____ Input material

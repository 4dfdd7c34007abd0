//! Partition lifecycle states.

use std::fmt::{Display, Formatter};

use serde::{Deserialize, Serialize};

/// Lifecycle state of a run-control session.
///
/// States are ordered from `None` (nothing booted) to `Terminated`. The
/// only branch points are the optional trigger gate while running and the
/// choice between a new run and `scrap` once configured or stopped.
#[derive(Debug, Clone, Copy, Serialize, Deserialize, PartialEq, Eq, Hash, PartialOrd, Ord)]
#[serde(rename_all = "snake_case")]
pub enum LifecycleState {
    /// No applications booted yet.
    None,
    /// Applications launched and registered.
    Booted,
    /// Applications configured, no run in progress.
    Configured,
    /// Run started, trigger gate never opened in this run.
    Running,
    /// Trigger gate open.
    TriggersEnabled,
    /// Run still active after the trigger gate closed again.
    RunningPostTrigger,
    /// In-flight data flushed.
    Drained,
    /// Trigger sources stopped.
    SourcesStopped,
    /// Run stopped; partition still configured.
    Stopped,
    /// Configuration torn down.
    Scrapped,
    /// Applications terminated. No further commands are accepted.
    Terminated,
}

impl LifecycleState {
    /// Every state, in lifecycle order.
    pub const ALL: [Self; 11] = [
        Self::None,
        Self::Booted,
        Self::Configured,
        Self::Running,
        Self::TriggersEnabled,
        Self::RunningPostTrigger,
        Self::Drained,
        Self::SourcesStopped,
        Self::Stopped,
        Self::Scrapped,
        Self::Terminated,
    ];

    /// Upper-case operator-facing name.
    #[must_use]
    pub fn as_str(self) -> &'static str {
        match self {
            Self::None => "NONE",
            Self::Booted => "BOOTED",
            Self::Configured => "CONFIGURED",
            Self::Running => "RUNNING",
            Self::TriggersEnabled => "TRIGGERS_ENABLED",
            Self::RunningPostTrigger => "RUNNING_POST_TRIGGER",
            Self::Drained => "DRAINED",
            Self::SourcesStopped => "SOURCES_STOPPED",
            Self::Stopped => "STOPPED",
            Self::Scrapped => "SCRAPPED",
            Self::Terminated => "TERMINATED",
        }
    }

    /// Whether a run is in progress (started and not yet stopped).
    #[must_use]
    pub fn in_run(self) -> bool {
        matches!(
            self,
            Self::Running
                | Self::TriggersEnabled
                | Self::RunningPostTrigger
                | Self::Drained
                | Self::SourcesStopped
        )
    }
}

impl Display for LifecycleState {
    fn fmt(&self, f: &mut Formatter<'_>) -> std::fmt::Result {
        f.write_str(self.as_str())
    }
}
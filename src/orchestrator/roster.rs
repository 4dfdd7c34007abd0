//! Partition roster and per-application configuration payloads.
//!
//! The roster is the list of applications registered at `boot`. It is
//! derived from the partition options: readout units share the data
//! producers round-robin, followed by dataflow, trigger, optional HSI,
//! optional DQM monitors, and any explicitly configured extra apps.

use std::collections::{BTreeMap, HashSet};
use std::fs;
use std::path::Path;

use serde_json::{json, Value};

use crate::config::PartitionOptions;
use crate::models::app::{AppKind, AppSpec};
use crate::{AppError, Result};

/// Build the ordered application roster.
///
/// # Errors
///
/// Returns `AppError::Config` if two applications share a name or an extra
/// app has an empty name.
pub fn build_roster(options: &PartitionOptions, extra: &[AppSpec]) -> Result<Vec<AppSpec>> {
    let mut apps = Vec::new();

    for ru in 0..options.readout_apps {
        let mut spec = AppSpec::new(format!("ru-{ru:02}"), AppKind::Readout);
        spec.data_producers = (0..options.number_of_data_producers)
            .filter(|link| link % options.readout_apps == ru)
            .collect();
        apps.push(spec);
    }
    for df in 0..options.dataflow_apps {
        apps.push(AppSpec::new(format!("df-{df:02}"), AppKind::Dataflow));
    }
    apps.push(AppSpec::new("trigger", AppKind::Trigger));
    if options.enable_hsi {
        apps.push(AppSpec::new("hsi", AppKind::Hsi));
    }
    if options.enable_dqm {
        for ru in 0..options.readout_apps {
            apps.push(AppSpec::new(format!("dqm-{ru:02}"), AppKind::Dqm));
        }
    }
    apps.extend(extra.iter().cloned());

    let mut seen = HashSet::new();
    for app in &apps {
        if app.name.trim().is_empty() {
            return Err(AppError::Config("application name must not be empty".into()));
        }
        if !seen.insert(app.name.as_str()) {
            return Err(AppError::Config(format!(
                "duplicate application name '{}'",
                app.name
            )));
        }
    }

    Ok(apps)
}

/// Minimal configuration payload derived from the partition options.
#[must_use]
pub fn default_payload(app: &AppSpec, options: &PartitionOptions) -> Value {
    match app.kind {
        AppKind::Readout => json!({
            "data_producers": app.data_producers,
            "data_rate_slowdown_factor": options.data_rate_slowdown_factor,
            "latency_buffer_size": options.latency_buffer_size,
            "enable_tpg": options.enable_tpg,
        }),
        AppKind::Dataflow => json!({
            "expected_sources": options.number_of_data_producers,
        }),
        AppKind::Trigger => json!({
            "trigger_rate_hz": options.trigger_rate_hz,
            "enable_tpg": options.enable_tpg,
        }),
        AppKind::Hsi => json!({
            "trigger_rate_hz": options.trigger_rate_hz,
        }),
        AppKind::Dqm => json!({
            "run_duration_seconds": options.run_duration_seconds,
        }),
    }
}

/// Externally generated configuration, keyed by application name.
#[derive(Debug, Clone, Default, PartialEq)]
pub struct ConfigDocument {
    entries: BTreeMap<String, Value>,
}

impl ConfigDocument {
    /// Load a JSON object keyed by application name.
    ///
    /// # Errors
    ///
    /// Returns `AppError::Config` if the file cannot be read or is not a
    /// JSON object.
    pub fn load_from_path(path: impl AsRef<Path>) -> Result<Self> {
        let path = path.as_ref();
        let raw = fs::read_to_string(path).map_err(|err| {
            AppError::Config(format!(
                "failed to read configuration document {}: {err}",
                path.display()
            ))
        })?;
        Self::from_json_str(&raw)
    }

    /// Parse a JSON object keyed by application name.
    ///
    /// # Errors
    ///
    /// Returns `AppError::Config` if the text is not a JSON object.
    pub fn from_json_str(raw: &str) -> Result<Self> {
        let entries: BTreeMap<String, Value> = serde_json::from_str(raw)
            .map_err(|err| AppError::Config(format!("invalid configuration document: {err}")))?;
        Ok(Self { entries })
    }

    /// Reject documents naming applications outside the roster.
    ///
    /// # Errors
    ///
    /// Returns `AppError::Config` naming the first unknown application.
    pub fn check_against(&self, roster: &[AppSpec]) -> Result<()> {
        let known: HashSet<&str> = roster.iter().map(|a| a.name.as_str()).collect();
        match self.entries.keys().find(|name| !known.contains(name.as_str())) {
            Some(unknown) => Err(AppError::Config(format!(
                "configuration document names unknown application '{unknown}'"
            ))),
            None => Ok(()),
        }
    }

    /// Payload sent with `conf` to `app`.
    #[must_use]
    pub fn payload_for(&self, app: &AppSpec, options: &PartitionOptions) -> Value {
        self.entries
            .get(&app.name)
            .cloned()
            .unwrap_or_else(|| default_payload(app, options))
    }
}
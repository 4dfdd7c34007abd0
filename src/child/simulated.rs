//! In-process scripted children.
//!
//! Used by `runctl --simulate` and by tests. Each child follows a script of
//! per-command [`Behavior`]s (acknowledge by default) and records every
//! command it receives in a shared [`Journal`].

use std::collections::{HashMap, HashSet};
use std::future::Future;
use std::pin::Pin;
use std::sync::atomic::{AtomicUsize, Ordering};
use std::sync::{Arc, Mutex, PoisonError};
use std::time::Duration;

use serde_json::Value;

use crate::child::{BoxedChild, ChildHandle, ChildLauncher, ChildRequest};
use crate::models::app::{AppKind, AppSpec};
use crate::models::command::{Command, CommandKind};
use crate::models::outcome::ChildReply;
use crate::{AppError, Result};

/// Scripted reaction of a simulated child to one command.
#[derive(Debug, Clone, PartialEq, Eq)]
pub enum Behavior {
    /// Acknowledge immediately.
    Ack,
    /// Refuse with the given reason.
    Deny(String),
    /// Acknowledge after a delay (subject to the request timeout).
    Delay(Duration),
    /// Never answer.
    Hang,
    /// Behave as if the child process were gone.
    Unreachable,
}

/// One command delivery observed by a simulated child.
#[derive(Debug, Clone, PartialEq)]
pub struct JournalEntry {
    /// Receiving child.
    pub child: String,
    /// Command delivered.
    pub command: Command,
    /// Payload delivered with it.
    pub payload: Option<Value>,
}

/// Shared record of deliveries and shutdowns across all simulated children.
#[derive(Debug, Clone, Default)]
pub struct Journal {
    entries: Arc<Mutex<Vec<JournalEntry>>>,
    shutdowns: Arc<AtomicUsize>,
}

impl Journal {
    fn push(&self, entry: JournalEntry) {
        self.entries
            .lock()
            .unwrap_or_else(PoisonError::into_inner)
            .push(entry);
    }

    /// Snapshot of every delivery so far, in arrival order.
    #[must_use]
    pub fn entries(&self) -> Vec<JournalEntry> {
        self.entries
            .lock()
            .unwrap_or_else(PoisonError::into_inner)
            .clone()
    }

    /// Commands delivered to `child`, in arrival order.
    #[must_use]
    pub fn commands_for(&self, child: &str) -> Vec<Command> {
        self.entries()
            .into_iter()
            .filter(|e| e.child == child)
            .map(|e| e.command)
            .collect()
    }

    /// Number of completed child shutdowns.
    #[must_use]
    pub fn shutdowns(&self) -> usize {
        self.shutdowns.load(Ordering::SeqCst)
    }

    /// Number of deliveries of `kind` across all children.
    #[must_use]
    pub fn count(&self, kind: &CommandKind) -> usize {
        self.entries()
            .iter()
            .filter(|e| &e.command.kind == kind)
            .count()
    }
}

/// Scripted in-process child.
pub struct SimulatedChild {
    name: String,
    kind: AppKind,
    script: HashMap<CommandKind, Behavior>,
    shutdown_delay: Duration,
    journal: Journal,
}

impl SimulatedChild {
    /// Construct a child that acknowledges everything.
    #[must_use]
    pub fn new(name: impl Into<String>, kind: AppKind, journal: Journal) -> Self {
        Self {
            name: name.into(),
            kind,
            script: HashMap::new(),
            shutdown_delay: Duration::ZERO,
            journal,
        }
    }

    /// Script the reaction to `command`.
    #[must_use]
    pub fn with_behavior(mut self, command: CommandKind, behavior: Behavior) -> Self {
        self.script.insert(command, behavior);
        self
    }

    async fn react(&self, request: ChildRequest) -> ChildReply {
        let behavior = self
            .script
            .get(&request.command.kind)
            .cloned()
            .unwrap_or(Behavior::Ack);

        if behavior == Behavior::Unreachable {
            return ChildReply::Unreachable(format!("{} is not running", self.name));
        }

        self.journal.push(JournalEntry {
            child: self.name.clone(),
            command: request.command.clone(),
            payload: request.payload,
        });

        let detail = format!("{} {}", self.name, request.command);
        let reaction = async move {
            match behavior {
                Behavior::Ack | Behavior::Unreachable => ChildReply::Acked(detail),
                Behavior::Deny(reason) => ChildReply::Denied(reason),
                Behavior::Delay(delay) => {
                    tokio::time::sleep(delay).await;
                    ChildReply::Acked(detail)
                }
                Behavior::Hang => std::future::pending().await,
            }
        };

        tokio::time::timeout(request.timeout, reaction)
            .await
            .unwrap_or(ChildReply::TimedOut)
    }
}

impl ChildHandle for SimulatedChild {
    fn name(&self) -> &str {
        &self.name
    }

    fn kind(&self) -> AppKind {
        self.kind
    }

    fn send(&self, request: ChildRequest) -> Pin<Box<dyn Future<Output = ChildReply> + Send + '_>> {
        Box::pin(self.react(request))
    }

    fn shutdown(&self) -> Pin<Box<dyn Future<Output = ()> + Send + '_>> {
        Box::pin(async {
            tokio::time::sleep(self.shutdown_delay).await;
            self.journal.shutdowns.fetch_add(1, Ordering::SeqCst);
        })
    }
}

/// Launcher producing [`SimulatedChild`]ren with per-application scripts.
#[derive(Debug, Clone, Default)]
pub struct SimulatedLauncher {
    scripts: HashMap<String, HashMap<CommandKind, Behavior>>,
    launch_failures: HashSet<String>,
    shutdown_delay: Duration,
    journal: Journal,
}

impl SimulatedLauncher {
    /// Launcher whose children acknowledge everything.
    #[must_use]
    pub fn new() -> Self {
        Self::default()
    }

    /// Script `app`'s reaction to `command`.
    #[must_use]
    pub fn with_behavior(
        mut self,
        app: impl Into<String>,
        command: CommandKind,
        behavior: Behavior,
    ) -> Self {
        self.scripts
            .entry(app.into())
            .or_default()
            .insert(command, behavior);
        self
    }

    /// Make launching `app` fail.
    #[must_use]
    pub fn failing_launch(mut self, app: impl Into<String>) -> Self {
        self.launch_failures.insert(app.into());
        self
    }

    /// Make every child take `delay` to shut down.
    #[must_use]
    pub fn with_shutdown_delay(mut self, delay: Duration) -> Self {
        self.shutdown_delay = delay;
        self
    }

    /// Journal shared by every child this launcher creates.
    #[must_use]
    pub fn journal(&self) -> Journal {
        self.journal.clone()
    }
}

impl ChildLauncher for SimulatedLauncher {
    fn launch<'a>(
        &'a self,
        app: &'a AppSpec,
    ) -> Pin<Box<dyn Future<Output = Result<BoxedChild>> + Send + 'a>> {
        Box::pin(async move {
            if self.launch_failures.contains(&app.name) {
                return Err(AppError::Child(format!(
                    "failed to spawn '{}': simulated launch failure",
                    app.name
                )));
            }
            let mut child = SimulatedChild::new(app.name.clone(), app.kind, self.journal.clone());
            if let Some(script) = self.scripts.get(&app.name) {
                child.script.clone_from(script);
            }
            child.shutdown_delay = self.shutdown_delay;
            Ok(Box::new(child) as BoxedChild)
        })
    }
}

________

Assignment ::
Search the entries for the word "push" and show every line that has it.

Solution ::
        apps.push(spec);
        apps.push(AppSpec::new(format!("df-{df:02}"), AppKind::Dataflow));
    apps.push(AppSpec::new("trigger", AppKind::Trigger));
        apps.push(AppSpec::new("hsi", AppKind::Hsi));
            apps.push(AppSpec::new(format!("dqm-{ru:02}"), AppKind::Dqm));
    fn push(&self, entry: JournalEntry) {
            .push(entry);
        self.journal.push(JournalEntry {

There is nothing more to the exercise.